Perhaps for an alternate vision into what Greenaway’s career could have looked like, look no further than The Cook, the Thief, his Wife & her Lover (1989; pictured at the top), starring Michael Gambon and Helen Mirren in career-defining roles. While containing many of the same Baroque flourishes littered throughout his work, its clear message of good versus evil, as well savage criticism of 1980s Thatcherite ethics, gave him his first (and last) real crossover success. Taking place almost entirely within Le Hollandais, a Parisian-style London restaurant, the deep, thick, garish reds of the restaurant — owned by Gambon’s monstrous gangster — is contrasted with a large-scale print of Frans Hals’ The Banquet of the Officers of the St George Militia Company in 1616 hung across the wall. A noble schuttersstuk (group militia portrait), it portrays relaxed men, crammed together at a table, all bearing similar facial expressions while being subtly organised by rank. Unlike The Night Watch, this painting is relatively straightforward, used to ironically juxtapose against the horrors unfolding below.

It’s a simple, clear and evocative juxtaposition, one from which meaning can be gleaned straightaway, helping The Cook, the Thief, His Wife & Her Lover — telling a devastating story of infidelity, love, jealousy and revenge — draw its immense emotional power. What to make of the puzzling fact that his best film has the strongest narrative drive, with a clear beginning, middle and end lending it an emotional heart absent from his other works? It was by far his biggest success, and with the goodwill lent to him, perhaps he could’ve bridged the arthouse and the mainstream in a way we see today with Yorgos Lanthimos — who copied many of the mannerisms of The Draughtsman’s Contract with The Favourite (2018). But Greenaway burrowed further into esotericism and obsession, innovating with multi-layered frames in Prospero’s Books (1991) and The Pillow Book (1996; pictured below) before embarking on the dense, multimedia work of The Tulse Luper Suitcases (2003-04), which encompassed an online game, 92 CD-ROMs, four feature films and a 16-episode TV series.

Post The Cook, the Thief, His Wife and Her Lover, his images are not merely connected with story; they overwhelm and consume all sense of narrative. The eponymous library in Prospero’s Books is one place created with remarkable density: a huge renaissance-style recreation caught in an epic opening pan reminiscent of a large-scale painting.
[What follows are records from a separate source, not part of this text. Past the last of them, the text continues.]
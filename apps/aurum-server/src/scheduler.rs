use aurum_application::ingestion::IngestionService;
use std::sync::Arc;
use std::time::Duration;
use tokio::sync::watch;
use tokio::time::MissedTickBehavior;

#[derive(Debug, Clone, Copy, Default, PartialEq, Eq)]
pub struct SchedulerStats {
    pub cycles: u64,
    pub fetch_failures: u64,
    pub rows_inserted: u64,
}

/// Runs one ingestion cycle per `interval` tick (the first immediately) until
/// `shutdown` flips to `true` or its sender is dropped.
///
/// Cycles are strictly sequential: the next tick is awaited only after the
/// previous cycle's inserts have completed. An in-flight cycle is allowed to
/// finish; shutdown is observed between cycles.
pub async fn run_scheduler(
    service: Arc<IngestionService>,
    interval: Duration,
    mut shutdown: watch::Receiver<bool>,
) -> SchedulerStats {
    let mut stats = SchedulerStats::default();
    let mut ticker = tokio::time::interval(interval);
    ticker.set_missed_tick_behavior(MissedTickBehavior::Delay);
    tracing::info!(
        interval_ms = interval.as_millis() as u64,
        batch_cap = service.batch_cap(),
        "ingestion scheduler started"
    );

    loop {
        if *shutdown.borrow() {
            break;
        }
        tokio::select! {
            biased;
            changed = shutdown.changed() => {
                if changed.is_err() || *shutdown.borrow() {
                    break;
                }
                continue;
            }
            _ = ticker.tick() => {}
        }

        let cycle_service = service.clone();
        stats.cycles += 1;
        match tokio::task::spawn_blocking(move || cycle_service.run_cycle()).await {
            Ok(Ok(report)) => {
                stats.rows_inserted += report.inserted as u64;
            }
            Ok(Err(_)) => {
                // Logged by the service; the next tick is the retry.
                stats.fetch_failures += 1;
            }
            Err(err) => {
                metrics::counter!("aurum.ingest.cycles_total", "result" => "panic").increment(1);
                tracing::error!(error = %err, "ingestion cycle task failed");
            }
        }
    }

    tracing::info!(
        cycles = stats.cycles,
        fetch_failures = stats.fetch_failures,
        rows_inserted = stats.rows_inserted,
        "ingestion scheduler stopped"
    );
    stats
}
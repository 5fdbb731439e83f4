pub mod market_data;
pub mod persistence;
And like Prospero’s vast library, Greenaway’s work is best watched (and re-watched) with that cinema-killing remote control close by, in order to pause and reflect upon each densely populated frame.

Beyond the silver screen

Through his lectures and numerous art installations, he postulates ways of imagining film without a frame, wanting to liberate cinema from its so-called “nocturnal environment” and bring it out into another, perhaps more artistically valuable, dimension. Now, with the rise of digital techniques — the sophistication of which is marked quite significantly by the technological improvements between the use of super-imposed images in A TV Dante (1991) and Goltzius and The Pelican Company (2012) — we see the huge potential for cinema to keep on innovating.

Aided by the coronavirus crisis, the dominance of the traditional two-hour feature “symphony” is waning, making creatives across the world search for new forms of expression — from Zoom-only shorts, to screen-life features, to films shot entirely through social media apps. One can see today the ways in which Peter Greenaway’s predictions are slowly coming true. The image is definitely evolving, just not in the painting-influenced way he hoped for.